Work to complete – State, as a single number, how many lines in the data below contain "performance".

Saved data entries –
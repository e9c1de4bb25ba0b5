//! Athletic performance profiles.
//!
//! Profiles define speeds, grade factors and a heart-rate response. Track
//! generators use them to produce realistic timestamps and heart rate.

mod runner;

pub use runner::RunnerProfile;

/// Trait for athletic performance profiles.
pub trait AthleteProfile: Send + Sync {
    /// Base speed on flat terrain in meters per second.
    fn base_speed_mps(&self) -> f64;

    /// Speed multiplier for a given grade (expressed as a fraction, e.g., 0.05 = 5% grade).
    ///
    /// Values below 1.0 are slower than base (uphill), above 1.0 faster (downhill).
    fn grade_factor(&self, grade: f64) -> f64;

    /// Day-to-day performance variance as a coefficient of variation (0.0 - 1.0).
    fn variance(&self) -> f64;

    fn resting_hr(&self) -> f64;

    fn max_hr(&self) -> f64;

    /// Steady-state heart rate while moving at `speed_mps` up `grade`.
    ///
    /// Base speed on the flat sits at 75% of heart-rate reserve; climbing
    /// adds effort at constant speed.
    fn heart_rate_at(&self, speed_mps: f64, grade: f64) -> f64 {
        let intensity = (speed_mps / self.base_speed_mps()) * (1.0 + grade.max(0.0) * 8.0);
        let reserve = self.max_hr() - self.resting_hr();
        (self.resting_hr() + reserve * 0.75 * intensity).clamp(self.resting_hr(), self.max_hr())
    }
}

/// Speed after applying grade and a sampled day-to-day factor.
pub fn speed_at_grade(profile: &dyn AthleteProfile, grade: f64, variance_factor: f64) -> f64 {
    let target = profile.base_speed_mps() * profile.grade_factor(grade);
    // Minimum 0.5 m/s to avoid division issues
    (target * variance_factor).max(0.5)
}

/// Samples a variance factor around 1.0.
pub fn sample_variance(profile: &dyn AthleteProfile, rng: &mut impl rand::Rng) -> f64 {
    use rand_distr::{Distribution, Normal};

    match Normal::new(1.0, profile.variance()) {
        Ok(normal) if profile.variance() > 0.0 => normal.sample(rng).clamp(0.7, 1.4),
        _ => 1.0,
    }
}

Written reply – 3